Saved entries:
■ ■ ■ ■
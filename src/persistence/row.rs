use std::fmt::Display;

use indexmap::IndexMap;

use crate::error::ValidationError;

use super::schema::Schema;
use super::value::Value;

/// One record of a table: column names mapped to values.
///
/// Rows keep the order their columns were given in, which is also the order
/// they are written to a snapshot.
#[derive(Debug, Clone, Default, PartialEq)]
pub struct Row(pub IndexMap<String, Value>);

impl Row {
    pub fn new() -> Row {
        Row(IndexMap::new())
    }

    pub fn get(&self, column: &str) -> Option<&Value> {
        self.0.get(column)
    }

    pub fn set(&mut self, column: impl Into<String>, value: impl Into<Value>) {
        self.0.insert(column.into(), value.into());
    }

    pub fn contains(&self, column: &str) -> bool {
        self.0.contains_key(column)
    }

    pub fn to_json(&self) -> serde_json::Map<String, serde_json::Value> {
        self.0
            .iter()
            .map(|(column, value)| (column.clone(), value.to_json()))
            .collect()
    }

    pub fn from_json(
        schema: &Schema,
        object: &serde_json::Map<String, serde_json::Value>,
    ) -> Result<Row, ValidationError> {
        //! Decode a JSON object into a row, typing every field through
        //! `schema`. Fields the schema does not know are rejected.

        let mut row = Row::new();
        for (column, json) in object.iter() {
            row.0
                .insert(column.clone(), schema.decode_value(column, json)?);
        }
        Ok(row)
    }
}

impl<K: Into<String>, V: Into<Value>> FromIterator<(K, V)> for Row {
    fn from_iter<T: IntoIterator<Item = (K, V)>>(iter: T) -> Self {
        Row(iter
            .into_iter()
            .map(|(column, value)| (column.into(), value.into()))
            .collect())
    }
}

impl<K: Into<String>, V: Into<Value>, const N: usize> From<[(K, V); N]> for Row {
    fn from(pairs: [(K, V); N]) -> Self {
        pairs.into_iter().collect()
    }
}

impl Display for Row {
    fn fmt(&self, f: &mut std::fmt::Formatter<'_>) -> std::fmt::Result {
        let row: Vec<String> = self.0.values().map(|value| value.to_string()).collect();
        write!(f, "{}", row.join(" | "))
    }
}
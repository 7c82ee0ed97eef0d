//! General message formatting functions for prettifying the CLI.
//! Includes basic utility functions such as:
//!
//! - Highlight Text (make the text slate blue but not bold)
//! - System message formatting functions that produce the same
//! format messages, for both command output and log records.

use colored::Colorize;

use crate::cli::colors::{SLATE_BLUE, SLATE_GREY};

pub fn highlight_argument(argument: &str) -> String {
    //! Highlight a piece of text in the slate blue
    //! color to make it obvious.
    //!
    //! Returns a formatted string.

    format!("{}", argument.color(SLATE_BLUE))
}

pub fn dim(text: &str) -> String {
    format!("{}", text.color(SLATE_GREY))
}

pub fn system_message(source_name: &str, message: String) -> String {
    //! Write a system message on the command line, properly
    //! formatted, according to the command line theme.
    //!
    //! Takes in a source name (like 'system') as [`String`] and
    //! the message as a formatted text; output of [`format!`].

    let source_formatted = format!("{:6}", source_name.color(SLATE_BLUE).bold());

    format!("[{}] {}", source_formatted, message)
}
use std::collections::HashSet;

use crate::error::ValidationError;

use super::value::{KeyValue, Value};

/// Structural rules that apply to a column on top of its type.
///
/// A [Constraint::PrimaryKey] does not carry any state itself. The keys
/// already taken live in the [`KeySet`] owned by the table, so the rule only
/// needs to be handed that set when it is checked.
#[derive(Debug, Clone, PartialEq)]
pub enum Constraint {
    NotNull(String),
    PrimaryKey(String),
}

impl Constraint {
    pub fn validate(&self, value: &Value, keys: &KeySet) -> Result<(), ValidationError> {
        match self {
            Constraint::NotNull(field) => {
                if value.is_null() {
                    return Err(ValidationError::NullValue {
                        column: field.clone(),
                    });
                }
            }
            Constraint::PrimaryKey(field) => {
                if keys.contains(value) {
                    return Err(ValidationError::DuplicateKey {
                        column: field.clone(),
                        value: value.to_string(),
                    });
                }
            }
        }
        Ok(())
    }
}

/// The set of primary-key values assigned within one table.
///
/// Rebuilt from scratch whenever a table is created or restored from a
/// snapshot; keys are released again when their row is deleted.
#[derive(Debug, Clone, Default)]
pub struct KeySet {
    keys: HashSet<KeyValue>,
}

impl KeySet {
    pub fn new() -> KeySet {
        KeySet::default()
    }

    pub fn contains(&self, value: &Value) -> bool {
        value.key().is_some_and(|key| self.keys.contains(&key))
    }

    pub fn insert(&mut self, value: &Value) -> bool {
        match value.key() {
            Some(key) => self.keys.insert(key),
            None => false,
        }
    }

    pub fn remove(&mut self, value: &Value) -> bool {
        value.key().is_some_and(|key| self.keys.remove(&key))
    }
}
■ ■ ■ ■
The answer must be every line of the records that contains the word "KeyValue".

use super::value::{KeyValue, Value};
    keys: HashSet<KeyValue>,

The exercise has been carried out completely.